My own Neurocam experiences have been interesting, though occasionally perplexing. On the various boards and forums Neurocam seems to end up being linked to a number of books and movies, some I’ve watched, some not. A list, if you will:

Books:

  1. The Magus by John Fowles

  2. The Crying of Lot 49 by Thomas Pynchon
Movies & TV:
  1. Strange Days - IMDB Page

  2. The Game - IMDB Page

  3. Videodrome - IMDB Page

  4. The Prisoner – Six of One Appreciation SocietyCourtesy of the Neurocam Wiki Project / Neuroboards

It surprises me that Illuminatus isn’t up there. “Get out of your mind” the Neurocam Slogan is one that appears in Illuminatus. ‘"You have to go out of your mind before you can come to your senses," as Tim Leary…’ from Eye of the Pyramid – Robert Anton Wilson and Robert Shea (the Illuminatus Trilogy.

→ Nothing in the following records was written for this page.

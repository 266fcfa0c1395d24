//! Broker message bodies
//!
//! Inbound messages arrive on the bucket exchange either as a direct
//! `{"filename": ...}` body or as an S3/MinIO bucket notification. Outbound
//! messages announce a finished photo on the worker exchange.

use chrono::{DateTime, Utc};
use serde::{Deserialize, Serialize};
use thiserror::Error;

use super::ThumbnailRef;

/// Why an inbound payload could not be turned into an [`InboundMessage`]
#[derive(Error, Debug)]
pub enum DecodeError {
    #[error("Malformed message body: {0}")]
    Json(#[from] serde_json::Error),

    #[error("Bucket notification contains no records")]
    EmptyNotification,

    #[error("Object key is not valid URL encoding: {0}")]
    InvalidKey(String),
}

/// Request to process one uploaded photo
#[derive(Debug, Clone, PartialEq, Eq)]
pub struct InboundMessage {
    /// Object key of the source photo in the photos bucket
    pub filename: String,
    /// Bucket event name when the message came from a bucket notification
    pub event_name: Option<String>,
}

#[derive(Deserialize)]
#[serde(untagged)]
enum WireMessage {
    Notification {
        #[serde(rename = "EventName")]
        event_name: Option<String>,
        #[serde(rename = "Records")]
        records: Vec<NotificationRecord>,
    },
    Direct {
        filename: String,
    },
}

#[derive(Deserialize)]
struct NotificationRecord {
    #[serde(rename = "eventName")]
    event_name: Option<String>,
    s3: NotificationEntity,
}

#[derive(Deserialize)]
struct NotificationEntity {
    object: NotificationObject,
}

#[derive(Deserialize)]
struct NotificationObject {
    key: String,
}

impl NotificationRecord {
    fn into_message(self, fallback_event: Option<&str>) -> Result<InboundMessage, DecodeError> {
        // Notification keys are form-encoded: spaces arrive as '+'.
        let raw_key = self.s3.object.key.replace('+', " ");
        let filename = urlencoding::decode(&raw_key)
            .map_err(|_| DecodeError::InvalidKey(self.s3.object.key.clone()))?
            .into_owned();

        Ok(InboundMessage {
            filename,
            event_name: self
                .event_name
                .or_else(|| fallback_event.map(str::to_string)),
        })
    }
}

impl InboundMessage {
    pub fn new(filename: impl Into<String>) -> Self {
        Self {
            filename: filename.into(),
            event_name: None,
        }
    }

    /// Decode a delivery body into the photos it names.
    ///
    /// A direct body names one photo. A bucket notification yields one
    /// message per record, in record order.
    pub fn decode(payload: &[u8]) -> Result<Vec<Self>, DecodeError> {
        match serde_json::from_slice::<WireMessage>(payload)? {
            WireMessage::Direct { filename } => Ok(vec![Self::new(filename)]),
            WireMessage::Notification {
                event_name,
                records,
            } => {
                if records.is_empty() {
                    return Err(DecodeError::EmptyNotification);
                }

                records
                    .into_iter()
                    .map(|record| record.into_message(event_name.as_deref()))
                    .collect()
            }
        }
    }

    /// True unless the message is a bucket notification for something other
    /// than an object being created (e.g. a deletion).
    pub fn is_upload(&self) -> bool {
        match &self.event_name {
            Some(name) => name.contains("ObjectCreated"),
            None => true,
        }
    }
}

/// Completion announcement for a processed photo
#[derive(Debug, Clone, PartialEq, Eq, Serialize, Deserialize)]
pub struct OutboundMessage {
    pub filename: String,
    pub thumbnails: Vec<ThumbnailRef>,
    pub processed_at: DateTime<Utc>,
}

impl OutboundMessage {
    pub fn new(filename: impl Into<String>, thumbnails: Vec<ThumbnailRef>) -> Self {
        Self {
            filename: filename.into(),
            thumbnails,
            processed_at: Utc::now(),
        }
    }

    pub fn encode(&self) -> serde_json::Result<Vec<u8>> {
        serde_json::to_vec(self)
    }
}
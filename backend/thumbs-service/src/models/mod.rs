/// Data models for thumbs-service
///
/// This module defines structures for:
/// - Thumbnails: naming, formats and generated variants
/// - Photos: the persisted photo/thumbnail association
/// - Messages: inbound upload events and outbound completion events
///
use bytes::Bytes;
use chrono::{DateTime, Utc};
use image::ImageFormat;
use serde::{Deserialize, Serialize};

pub mod messages;

pub use messages::{DecodeError, InboundMessage, OutboundMessage};

// ========================================
// Thumbnail Models
// ========================================

/// One unit of work: the source photo and every dimension to derive from it
#[derive(Debug, Clone, PartialEq, Eq)]
pub struct ThumbnailRequest {
    pub filename: String,
    pub dimensions: Vec<u32>,
}

impl ThumbnailRequest {
    pub fn new(filename: impl Into<String>, dimensions: &[u32]) -> Self {
        Self {
            filename: filename.into(),
            dimensions: dimensions.to_vec(),
        }
    }
}

/// A generated thumbnail, held in memory until it is stored
#[derive(Debug, Clone)]
pub struct Thumbnail {
    pub filename: String,
    pub dimension: u32,
    pub content_type: &'static str,
    pub data: Bytes,
}

impl Thumbnail {
    pub fn to_ref(&self) -> ThumbnailRef {
        ThumbnailRef {
            filename: self.filename.clone(),
            dimension: self.dimension,
        }
    }
}

/// Stored thumbnail reference
#[derive(Debug, Clone, PartialEq, Eq, Serialize, Deserialize)]
pub struct ThumbnailRef {
    pub filename: String,
    pub dimension: u32,
}

/// Storage key for the `dimension` variant of `source`.
///
/// `_<dimension>` is inserted before the extension of the last path segment:
/// `albums/photo123.jpg` becomes `albums/photo123_100.jpg`. The result depends
/// only on its inputs, so reprocessing a photo overwrites the same keys.
pub fn thumbnail_filename(source: &str, dimension: u32) -> String {
    let (dir, name) = match source.rfind('/') {
        Some(idx) => source.split_at(idx + 1),
        None => ("", source),
    };

    match name.rfind('.') {
        Some(dot) if dot > 0 => {
            let (stem, ext) = name.split_at(dot);
            format!("{dir}{stem}_{dimension}{ext}")
        }
        _ => format!("{dir}{name}_{dimension}"),
    }
}

/// Encoding used for a thumbnail, picked from the filename extension.
///
/// Formats the encoder cannot write fall back to JPEG.
pub fn output_format(filename: &str) -> ImageFormat {
    match ImageFormat::from_path(filename) {
        Ok(
            format @ (ImageFormat::Jpeg
            | ImageFormat::Png
            | ImageFormat::Gif
            | ImageFormat::Bmp),
        ) => format,
        _ => ImageFormat::Jpeg,
    }
}

/// MIME type of an encoded thumbnail
pub fn format_content_type(format: ImageFormat) -> &'static str {
    match format {
        ImageFormat::Png => "image/png",
        ImageFormat::Gif => "image/gif",
        ImageFormat::Bmp => "image/bmp",
        _ => "image/jpeg",
    }
}

/// Content type to serve for a stored thumbnail when the backend has none
/// recorded.
///
/// Thumbnails keep their source extension, so a `.webp` key holds JPEG bytes;
/// the type follows the encoding [`output_format`] picked for that name.
pub fn content_type_for(filename: &str) -> &'static str {
    format_content_type(output_format(filename))
}

// ========================================
// Photo Models
// ========================================

/// Persisted association between a source photo and its thumbnails.
///
/// Written only after every thumbnail of the request has been stored.
#[derive(Debug, Clone, PartialEq, Eq, Serialize, Deserialize)]
pub struct PhotoRecord {
    pub filename: String,
    pub thumbnails: Vec<ThumbnailRef>,
    #[serde(skip_serializing_if = "Option::is_none")]
    pub updated_at: Option<DateTime<Utc>>,
}

impl PhotoRecord {
    pub fn new(filename: impl Into<String>, thumbnails: Vec<ThumbnailRef>) -> Self {
        Self {
            filename: filename.into(),
            thumbnails,
            updated_at: None,
        }
    }
}

#[cfg(test)]
mod tests {
    use super::*;

    #[test]
    fn test_thumbnail_filename_inserts_dimension() {
        assert_eq!(thumbnail_filename("photo123.jpg", 100), "photo123_100.jpg");
        assert_eq!(thumbnail_filename("photo123.jpg", 400), "photo123_400.jpg");
    }

    #[test]
    fn test_thumbnail_filename_nested_path() {
        assert_eq!(
            thumbnail_filename("2024/trip.v2/photo.png", 200),
            "2024/trip.v2/photo_200.png"
        );
    }

    #[test]
    fn test_thumbnail_filename_without_extension() {
        assert_eq!(thumbnail_filename("photo123", 100), "photo123_100");
        assert_eq!(thumbnail_filename(".hidden", 100), ".hidden_100");
    }

    #[test]
    fn test_thumbnail_filename_is_deterministic() {
        assert_eq!(
            thumbnail_filename("a/b.jpeg", 64),
            thumbnail_filename("a/b.jpeg", 64)
        );
    }

    #[test]
    fn test_output_format_follows_extension() {
        assert_eq!(output_format("a.png"), ImageFormat::Png);
        assert_eq!(output_format("a.JPG"), ImageFormat::Jpeg);
        assert_eq!(output_format("a.heic"), ImageFormat::Jpeg);
        assert_eq!(output_format("a.webp"), ImageFormat::Jpeg);
        assert_eq!(output_format("noext"), ImageFormat::Jpeg);
    }

    #[test]
    fn test_content_type_for() {
        assert_eq!(content_type_for("photo_100.jpg"), "image/jpeg");
        assert_eq!(content_type_for("photo_100.PNG"), "image/png");
        assert_eq!(content_type_for("photo_100.gif"), "image/gif");
        assert_eq!(content_type_for("photo_100"), "image/jpeg");
    }

    #[test]
    fn test_content_type_matches_fallback_encoding() {
        for name in ["photo_100.webp", "scan_400.tiff", "raw_100.heic"] {
            assert_eq!(
                content_type_for(name),
                format_content_type(output_format(name)),
                "{name}"
            );
            assert_eq!(content_type_for(name), "image/jpeg", "{name}");
        }
    }
}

However, I’m not going to labour the point and move onto JK Rowling. (Like I said I would). Frequently in what I’ve read so far in Illuminatus comes ‘He who must not be named’. Now, Voldemort doesn’t make an appearance but Hastur, a fictional primal terror god does who is referred to by various Discordians as “he who must not be named” and who is based on a character from H.P. Lovecraft (who also makes a theoretical cameo appearance in Illuminatus). The dark symbology of Rowling (to continue my minor conspiracy theory) continues with one of the key characters of Rowling’s first book: The Philosophers Stone. The title object revealed, early on, to be made by one Nicolas Flamel who is named as a Grandmaster in the list of men of the ‘Priory of Sion’ a fictional dynasty of grandmasters of a fake organisation created by a French charlatan called Pierre Plantard. Flamel is mentioned in various archaic works like The Book of Abraham the Jew.

I’m starting to sound like a paranoid delusional schizophrenic, so I’ll taper off and get to the point: I like literature and ideas that make you spike off in different directions, no matter how irrelevant or pastoral. To me it exercises your brain and makes you fitter. Clearly, though, for some people, any obsessional personality traits can be dangerous, but since I haven’t blown any up yet, I doubt I’ll start any time soon. That’s why Da Vinci Code is a relevant book (but I’ll maintain, not a well-written or constructed book) because it makes people argue and figure things out. It is also why Illuminatus is a great book, despite its convoluted nature: it makes you think.